Issuing lengthy detentions of 30-60 minutes or more to primary and/or elementary school students is too long and too severe.  Such disciplinary consequences – especially in response to minor issues – hurts children’s self esteem, injures their confidence, and creates mistrust and resentment, especially when the child has generally outstanding behavior and/or when the consequences are unfair, with the other child(ren) involved receiving no consequences. 

If school administrators are trying to increase enrollment and maintain student retention rates, issuing severe disciplinary consequences is not the route to take.  I have observed a good many families leave particular schools simply because of the severe disciplinary consequences their children (especially the boys) receive for minor issues, to the denial of teachers and/or administrators.  Why is it that so many female teachers lack the patience, empathy, and understanding necessary in understanding and teaching young children, particularly boys?  For them, the students must immediately abide by their rules, or repeatedly face consequences, sometimes throughout the entire school year, and often, simply because the teacher is angry with and/or does not like the child.  I have observed this to occur toward many children in relation to several teachers. 
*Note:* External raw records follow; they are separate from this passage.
//! 机械臂位姿模型
//!
//! - [`JointTarget`]：单关节目标（位置 / 运动时间 / 速度），构造时钳位，从不拒绝
//! - [`ArmPose`]：6 个关节目标 + 到位后的停留时间
//!
//! 关节索引到舵机 ID 的映射固定为 `BASE_ID + joint_index`，运行时不可配置。

use crate::constants::*;

/// 关节索引对应的舵机 ID
///
/// 索引越界（≥ 6）返回 `None`。
pub fn device_id(joint_index: usize) -> Option<u8> {
    if joint_index < JOINT_COUNT {
        Some(BASE_ID + joint_index as u8)
    } else {
        None
    }
}

/// 单关节目标
///
/// `position` ∈ [0, 4095]，`speed` ∈ [0, 4095]，`duration_ms` 为完整 u16 范围。
/// 超出范围的值在构造时钳位到边界。
#[derive(Debug, Clone, Copy, PartialEq, Eq, Default)]
#[cfg_attr(
    feature = "serde",
    derive(serde::Serialize, serde::Deserialize),
    serde(from = "RawJointTarget", into = "RawJointTarget")
)]
pub struct JointTarget {
    position: u16,
    duration_ms: u16,
    speed: u16,
}

impl JointTarget {
    pub fn new(position: u16, duration_ms: u16, speed: u16) -> Self {
        Self {
            position: position.min(POSITION_MAX),
            duration_ms,
            speed: speed.min(SPEED_MAX),
        }
    }

    pub fn position(&self) -> u16 {
        self.position
    }

    pub fn duration_ms(&self) -> u16 {
        self.duration_ms
    }

    pub fn speed(&self) -> u16 {
        self.speed
    }

    /// 写入目标寄存器的 6 字节负载（小端）
    ///
    /// `[pos_lo, pos_hi, dur_lo, dur_hi, speed_lo, speed_hi]`
    pub fn encode(&self) -> [u8; JOINT_PARAM_LEN as usize] {
        let [p0, p1] = self.position.to_le_bytes();
        let [d0, d1] = self.duration_ms.to_le_bytes();
        let [s0, s1] = self.speed.to_le_bytes();
        [p0, p1, d0, d1, s0, s1]
    }
}

/// 序列化中间表示：反序列化时重新经过钳位
#[cfg(feature = "serde")]
#[derive(serde::Serialize, serde::Deserialize)]
struct RawJointTarget {
    position: u16,
    duration_ms: u16,
    speed: u16,
}

#[cfg(feature = "serde")]
impl From<RawJointTarget> for JointTarget {
    fn from(raw: RawJointTarget) -> Self {
        JointTarget::new(raw.position, raw.duration_ms, raw.speed)
    }
}

#[cfg(feature = "serde")]
impl From<JointTarget> for RawJointTarget {
    fn from(target: JointTarget) -> Self {
        Self {
            position: target.position,
            duration_ms: target.duration_ms,
            speed: target.speed,
        }
    }
}

/// 整臂位姿
///
/// 索引即关节号（0..5）。`settle_delay_ms` 为序列回放时到位后额外等待的时间。
#[derive(Debug, Clone, Copy, PartialEq, Eq, Default)]
#[cfg_attr(feature = "serde", derive(serde::Serialize, serde::Deserialize))]
pub struct ArmPose {
    pub joints: [JointTarget; JOINT_COUNT],
    pub settle_delay_ms: u32,
}

impl ArmPose {
    pub fn new(joints: [JointTarget; JOINT_COUNT], settle_delay_ms: u32) -> Self {
        Self {
            joints,
            settle_delay_ms,
        }
    }

    /// 所有关节共享运动时间和速度
    pub fn uniform(
        positions: [u16; JOINT_COUNT],
        duration_ms: u16,
        speed: u16,
        settle_delay_ms: u32,
    ) -> Self {
        Self {
            joints: positions.map(|p| JointTarget::new(p, duration_ms, speed)),
            settle_delay_ms,
        }
    }

    /// 回零位姿：全部关节中位
    pub fn home(duration_ms: u16, speed: u16) -> Self {
        Self::uniform([POSITION_CENTER; JOINT_COUNT], duration_ms, speed, 0)
    }

    /// 各关节运动时间的最大值（回放时的运动等待时间）
    pub fn max_duration_ms(&self) -> u16 {
        self.joints
            .iter()
            .map(JointTarget::duration_ms)
            .max()
            .unwrap_or(0)
    }

    pub fn positions(&self) -> [u16; JOINT_COUNT] {
        self.joints.map(|j| j.position())
    }

    /// sync-write 条目：`(舵机 ID, 6 字节负载)`，按关节顺序
    pub fn sync_entries(&self) -> [(u8, [u8; JOINT_PARAM_LEN as usize]); JOINT_COUNT] {
        std::array::from_fn(|i| (BASE_ID + i as u8, self.joints[i].encode()))
    }
}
Typically when parents inform school administrators about such situations, their children are only punished more because the teachers are supported by the administrators.  If the administrator denies that there is a problem regarding the teacher, then the parents are supposed to believe it, as well as that the problem lies with their child.  This is definitely a regressive and unproductive attitude to take, however, I have observed it occur over and over again.  People tell me that I have multitudes of patience, compassion, and understanding – I would be overjoyed to teach those educators and administrators how to respect and understand young children.

It is unfortunate that more people who are in the business of educating and/or caring for our children are not more understanding, sensitive, and compassionate toward them.  Being excessively harsh is incorrect and unethical; being compassionate, caring, and kind is what Jesus has taught us to do.  Those affiliated with Christian faith-based schools should be practicing that the most of anyone rather than doing the opposite of it.
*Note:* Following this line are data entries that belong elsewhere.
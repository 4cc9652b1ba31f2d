//! UDP 指令链路
//!
//! 一个数据报即一个指令缓冲区。来自新地址的数据报视为新连接：
//! 旧会话先收到 `Disconnected`，新会话 `Connected` 后再投递指令。
//! 对端超过 `peer_timeout` 没有发送任何数据报也视为断开。
//! 状态通知原路发回当前对端。

use arm_driver::{Notifier, Session, TransportEvent};
use crossbeam_channel::Sender;
use std::io;
use std::net::{SocketAddr, ToSocketAddrs, UdpSocket};
use std::sync::Arc;
use std::sync::atomic::{AtomicBool, Ordering};
use std::time::{Duration, Instant};
use tracing::{debug, info, trace, warn};

/// 接收轮询间隔（同时决定退出标志的响应延迟）
const POLL_INTERVAL: Duration = Duration::from_millis(100);

/// 接收缓冲区长度（链路 MTU 为 500 字节）
const MAX_DATAGRAM: usize = 512;

/// 把字节发回某个 UDP 对端
struct UdpNotifier {
    socket: Arc<UdpSocket>,
    peer: SocketAddr,
}

impl Notifier for UdpNotifier {
    fn notify(&self, bytes: &[u8]) {
        if let Err(e) = self.socket.send_to(bytes, self.peer) {
            warn!("Failed to notify {}: {}", self.peer, e);
        }
    }
}

struct Peer {
    addr: SocketAddr,
    session: Session,
    last_seen: Instant,
}

pub struct UdpTransport {
    socket: Arc<UdpSocket>,
    events: Sender<TransportEvent>,
    peer_timeout: Duration,
    running: Arc<AtomicBool>,
    peer: Option<Peer>,
    next_session_id: u64,
}

impl UdpTransport {
    pub fn bind(
        addr: impl ToSocketAddrs,
        events: Sender<TransportEvent>,
        peer_timeout: Duration,
        running: Arc<AtomicBool>,
    ) -> io::Result<Self> {
        let socket = UdpSocket::bind(addr)?;
        socket.set_read_timeout(Some(POLL_INTERVAL))?;
        Ok(Self {
            socket: Arc::new(socket),
            events,
            peer_timeout,
            running,
            peer: None,
            next_session_id: 1,
        })
    }

    pub fn local_addr(&self) -> io::Result<SocketAddr> {
        self.socket.local_addr()
    }

    /// 阻塞接收，直到退出标志清除或事件队列关闭
    pub fn run(mut self) {
        let mut buf = [0u8; MAX_DATAGRAM];
        info!("UDP command link listening on {:?}", self.local_addr().ok());

        while self.running.load(Ordering::Relaxed) {
            let delivered = match self.socket.recv_from(&mut buf) {
                Ok((len, addr)) => {
                    trace!("UDP {} bytes from {}", len, addr);
                    self.on_datagram(&buf[..len], addr)
                },
                Err(e) if matches!(e.kind(), io::ErrorKind::WouldBlock | io::ErrorKind::TimedOut) => {
                    self.expire_idle_peer()
                },
                Err(e) => {
                    warn!("UDP receive error: {}", e);
                    true
                },
            };
            if !delivered {
                debug!("Event queue closed, stopping UDP link");
                break;
            }
        }

        self.disconnect();
        info!("UDP command link stopped");
    }

    /// 返回 false 表示事件队列已关闭
    fn on_datagram(&mut self, bytes: &[u8], addr: SocketAddr) -> bool {
        if let Some(peer) = self.peer.as_mut().filter(|p| p.addr == addr) {
            peer.last_seen = Instant::now();
            let session = peer.session.clone();
            return self.deliver(session, bytes);
        }

        if !self.disconnect() {
            return false;
        }
        match self.connect(addr) {
            Some(session) => self.deliver(session, bytes),
            None => false,
        }
    }

    fn deliver(&self, session: Session, bytes: &[u8]) -> bool {
        self.events
            .send(TransportEvent::Command {
                session,
                bytes: bytes.to_vec(),
            })
            .is_ok()
    }

    fn connect(&mut self, addr: SocketAddr) -> Option<Session> {
        let id = self.next_session_id;
        self.next_session_id += 1;
        let notifier = Arc::new(UdpNotifier {
            socket: self.socket.clone(),
            peer: addr,
        });
        let session = Session::new(id, notifier);
        info!("UDP peer {} connected as session {}", addr, id);

        self.events
            .send(TransportEvent::Connected(session.clone()))
            .ok()?;
        self.peer = Some(Peer {
            addr,
            session: session.clone(),
            last_seen: Instant::now(),
        });
        Some(session)
    }

    fn expire_idle_peer(&mut self) -> bool {
        let idle = self
            .peer
            .as_ref()
            .is_some_and(|peer| peer.last_seen.elapsed() >= self.peer_timeout);
        if idle {
            info!("UDP peer timed out");
            return self.disconnect();
        }
        true
    }

    /// 结束当前会话（如果有）
    fn disconnect(&mut self) -> bool {
        match self.peer.take() {
            Some(peer) => {
                info!(
                    "UDP peer {} (session {}) disconnected",
                    peer.addr,
                    peer.session.id()
                );
                self.events
                    .send(TransportEvent::Disconnected {
                        session: peer.session,
                    })
                    .is_ok()
            },
            None => true,
        }
    }
}
//! 驱动层错误类型定义

use arm_bus::BusError;
use arm_protocol::ProtocolError;
use thiserror::Error;

/// 位置存储错误
#[derive(Error, Debug)]
pub enum StoreError {
    /// 槽位为空
    #[error("Slot {slot} is empty")]
    NotFound { slot: u8 },

    /// 槽位号越界（有效范围 0..16）
    #[error("Invalid slot: {0}")]
    InvalidSlot(u8),

    #[error("Storage IO error: {0}")]
    Io(#[from] std::io::Error),

    #[error("Storage encoding error: {0}")]
    Encode(#[from] bincode::Error),

    /// 文件头不匹配或版本不支持
    #[error("Corrupt slot file: {0}")]
    Corrupt(String),
}

/// 序列播放器错误
#[derive(Error, Debug, Clone, PartialEq, Eq)]
pub enum PlayerError {
    /// 范围必须满足 `start ≤ end < 16`
    #[error("Invalid playback range {start}..={end}")]
    InvalidRange { start: u8, end: u8 },

    /// 后台线程已退出
    #[error("Player worker has shut down")]
    ShutDown,

    /// 后台线程创建失败
    #[error("Failed to spawn player thread: {0}")]
    Spawn(String),
}

/// 配置加载错误
#[derive(Error, Debug)]
pub enum ConfigError {
    #[error("Failed to read config file: {0}")]
    Io(#[from] std::io::Error),

    #[error("Failed to parse config: {0}")]
    Parse(#[from] toml::de::Error),
}

/// 驱动层错误类型
#[derive(Error, Debug)]
pub enum DriverError {
    /// 总线传输错误
    #[error("Bus error: {0}")]
    Bus(#[from] BusError),

    /// 协议解析错误
    #[error("Protocol error: {0}")]
    Protocol(#[from] ProtocolError),

    /// 位置存储错误
    #[error("Store error: {0}")]
    Store(#[from] StoreError),

    /// 序列播放器错误
    #[error("Player error: {0}")]
    Player(#[from] PlayerError),

    /// 关节号越界（有效范围 0..6）
    #[error("Invalid joint: {0}")]
    InvalidJoint(u8),

    /// 应答来自其他舵机
    #[error("Response from servo {actual}, expected {expected}")]
    ResponseMismatch { expected: u8, actual: u8 },
}
//! 状态通知负载
//!
//! 连接建立时和收到 GET_STATUS 时推送给对端：
//!
//! ```text
//! [is_moving:u8, current_slot:u8, positions[6]:u16 LE]
//! ```

use crate::constants::JOINT_COUNT;
use crate::{ProtocolError, bytes_to_u16_le};

/// 状态负载长度
pub const STATUS_PAYLOAD_LEN: usize = 2 + JOINT_COUNT * 2;

/// 机械臂状态快照
#[derive(Debug, Clone, Copy, PartialEq, Eq, Default)]
pub struct ArmStatus {
    /// 序列播放器处于 Running
    pub is_moving: bool,
    /// 播放器当前执行的槽位（空闲时为 0）
    pub current_slot: u8,
    pub positions: [u16; JOINT_COUNT],
}

impl ArmStatus {
    pub fn encode(&self) -> [u8; STATUS_PAYLOAD_LEN] {
        let mut out = [0u8; STATUS_PAYLOAD_LEN];
        out[0] = self.is_moving as u8;
        out[1] = self.current_slot;
        for (i, pos) in self.positions.iter().enumerate() {
            out[2 + i * 2..4 + i * 2].copy_from_slice(&pos.to_le_bytes());
        }
        out
    }

    /// 解码状态负载（客户端侧使用）
    pub fn decode(bytes: &[u8]) -> Result<Self, ProtocolError> {
        if bytes.len() < STATUS_PAYLOAD_LEN {
            return Err(ProtocolError::InvalidLength {
                expected: STATUS_PAYLOAD_LEN,
                actual: bytes.len(),
            });
        }
        Ok(Self {
            is_moving: bytes[0] != 0,
            current_slot: bytes[1],
            positions: std::array::from_fn(|i| {
                bytes_to_u16_le([bytes[2 + i * 2], bytes[3 + i * 2]])
            }),
        })
    }
}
I do not believe in harsh punishments, nor severe disciplinary consequences.  I do not issue them, nor do I agree with them.  When disciplinary consequences issued by a school are more harsh than I would ever dream of giving my own child, one must step back and reflect on whether or not the school truly upholds the faith and values that it promotes. 
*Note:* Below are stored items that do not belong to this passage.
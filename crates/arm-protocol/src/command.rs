//! 指令缓冲区解码
//!
//! 无线链路送达的每个缓冲区以 1 字节操作码开头，后跟定长字段（小端）。
//! 超出最小长度的尾部字节被忽略；短于最小长度或操作码未知的缓冲区
//! 返回错误，由调用方丢弃。

use crate::constants::JOINT_COUNT;
use crate::{ProtocolError, bytes_to_u16_le, bytes_to_u32_le};
use num_enum::{IntoPrimitive, TryFromPrimitive};

/// 指令操作码
#[derive(Debug, Clone, Copy, PartialEq, Eq, Hash, IntoPrimitive, TryFromPrimitive)]
#[repr(u8)]
pub enum OpCode {
    SetJoint = 0x01,
    SetAllJoints = 0x02,
    SavePosition = 0x03,
    LoadPosition = 0x04,
    StartSequence = 0x05,
    StopSequence = 0x06,
    GetStatus = 0x07,
    HomePosition = 0x08,
}

impl OpCode {
    /// 缓冲区最小长度（含操作码）
    ///
    /// SET_JOINT 的完整布局为 8 字节，但 7 字节即被接受。
    pub const fn min_len(self) -> usize {
        match self {
            OpCode::SetJoint => 7,
            OpCode::SetAllJoints => 17,
            OpCode::SavePosition | OpCode::LoadPosition => 6,
            OpCode::StartSequence => 4,
            OpCode::StopSequence | OpCode::GetStatus | OpCode::HomePosition => 1,
        }
    }
}

/// 已解码的指令
///
/// 字段保持原始值，范围检查（关节号、槽位号）由调度器负责。
#[derive(Debug, Clone, Copy, PartialEq, Eq)]
pub enum ArmCommand {
    SetJoint {
        joint_id: u8,
        position: u16,
        duration_ms: u16,
        speed: u16,
    },
    SetAllJoints {
        positions: [u16; JOINT_COUNT],
        duration_ms: u16,
        speed: u16,
    },
    SavePosition {
        slot: u8,
        settle_delay_ms: u32,
    },
    /// `settle_delay_ms` 在加载时不使用
    LoadPosition {
        slot: u8,
        settle_delay_ms: u32,
    },
    StartSequence {
        start_slot: u8,
        end_slot: u8,
        looping: bool,
    },
    StopSequence,
    GetStatus,
    HomePosition,
}

#[inline]
fn u16_at(buf: &[u8], offset: usize) -> u16 {
    bytes_to_u16_le([buf[offset], buf[offset + 1]])
}

impl ArmCommand {
    /// 从原始缓冲区解码
    ///
    /// # 错误
    ///
    /// - [`ProtocolError::Empty`]：空缓冲区
    /// - [`ProtocolError::UnknownOpCode`]：操作码不在表内
    /// - [`ProtocolError::TooShort`]：长度不足该操作码的最小长度
    pub fn parse(buf: &[u8]) -> Result<Self, ProtocolError> {
        let (&op_byte, _) = buf.split_first().ok_or(ProtocolError::Empty)?;
        let op = OpCode::try_from(op_byte).map_err(|_| ProtocolError::UnknownOpCode(op_byte))?;

        if buf.len() < op.min_len() {
            return Err(ProtocolError::TooShort {
                op: op_byte,
                expected: op.min_len(),
                actual: buf.len(),
            });
        }

        let cmd = match op {
            OpCode::SetJoint => ArmCommand::SetJoint {
                joint_id: buf[1],
                position: u16_at(buf, 2),
                duration_ms: u16_at(buf, 4),
                // 7 字节缓冲区缺少速度高字节，按 0 处理
                speed: bytes_to_u16_le([buf[6], buf.get(7).copied().unwrap_or(0)]),
            },
            OpCode::SetAllJoints => ArmCommand::SetAllJoints {
                positions: std::array::from_fn(|i| u16_at(buf, 1 + i * 2)),
                duration_ms: u16_at(buf, 13),
                speed: u16_at(buf, 15),
            },
            OpCode::SavePosition => ArmCommand::SavePosition {
                slot: buf[1],
                settle_delay_ms: bytes_to_u32_le([buf[2], buf[3], buf[4], buf[5]]),
            },
            OpCode::LoadPosition => ArmCommand::LoadPosition {
                slot: buf[1],
                settle_delay_ms: bytes_to_u32_le([buf[2], buf[3], buf[4], buf[5]]),
            },
            OpCode::StartSequence => ArmCommand::StartSequence {
                start_slot: buf[1],
                end_slot: buf[2],
                looping: buf[3] != 0,
            },
            OpCode::StopSequence => ArmCommand::StopSequence,
            OpCode::GetStatus => ArmCommand::GetStatus,
            OpCode::HomePosition => ArmCommand::HomePosition,
        };

        Ok(cmd)
    }

    pub fn op_code(&self) -> OpCode {
        match self {
            ArmCommand::SetJoint { .. } => OpCode::SetJoint,
            ArmCommand::SetAllJoints { .. } => OpCode::SetAllJoints,
            ArmCommand::SavePosition { .. } => OpCode::SavePosition,
            ArmCommand::LoadPosition { .. } => OpCode::LoadPosition,
            ArmCommand::StartSequence { .. } => OpCode::StartSequence,
            ArmCommand::StopSequence => OpCode::StopSequence,
            ArmCommand::GetStatus => OpCode::GetStatus,
            ArmCommand::HomePosition => OpCode::HomePosition,
        }
    }

    /// 编码为指令缓冲区（客户端侧使用，总是输出完整布局）
    pub fn encode(&self) -> Vec<u8> {
        let op = self.op_code();
        let mut buf = Vec::with_capacity(op.min_len());
        buf.push(op.into());

        match *self {
            ArmCommand::SetJoint {
                joint_id,
                position,
                duration_ms,
                speed,
            } => {
                buf.push(joint_id);
                buf.extend_from_slice(&position.to_le_bytes());
                buf.extend_from_slice(&duration_ms.to_le_bytes());
                buf.extend_from_slice(&speed.to_le_bytes());
            },
            ArmCommand::SetAllJoints {
                positions,
                duration_ms,
                speed,
            } => {
                for p in positions {
                    buf.extend_from_slice(&p.to_le_bytes());
                }
                buf.extend_from_slice(&duration_ms.to_le_bytes());
                buf.extend_from_slice(&speed.to_le_bytes());
            },
            ArmCommand::SavePosition {
                slot,
                settle_delay_ms,
            }
            | ArmCommand::LoadPosition {
                slot,
                settle_delay_ms,
            } => {
                buf.push(slot);
                buf.extend_from_slice(&settle_delay_ms.to_le_bytes());
            },
            ArmCommand::StartSequence {
                start_slot,
                end_slot,
                looping,
            } => {
                buf.extend_from_slice(&[start_slot, end_slot, looping as u8]);
            },
            ArmCommand::StopSequence | ArmCommand::GetStatus | ArmCommand::HomePosition => {},
        }

        buf
    }
}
Such faith and values begin at the top in any organization, and if those values are not in accordance with what the school stands for, then leadership restructuring, reorganization, and/or positive, progressive professional development is needed in order to promote, maintain, and enhance the best interests of the students.  I am one who truly believes that our schools must be progressive, not regressive.  People can say alot of good things, but actions truly speak louder than words.  When those actions do not correlate with the faith and values on which the school was founded, one must wonder in what direction the school is heading.

So the question remains, “Where are those schools in which true faith-based compassion, sensitivity, and understanding – as well as an excellent, affordable education – is practiced toward children by everyone, rather than severe and unforgiving punishments for minor issues that are detrimental to them?”  These are children for goodness sakes, not criminals.  I am interested to know where the said progressive and nurturing schools are; and only those schools with said qualities need apply.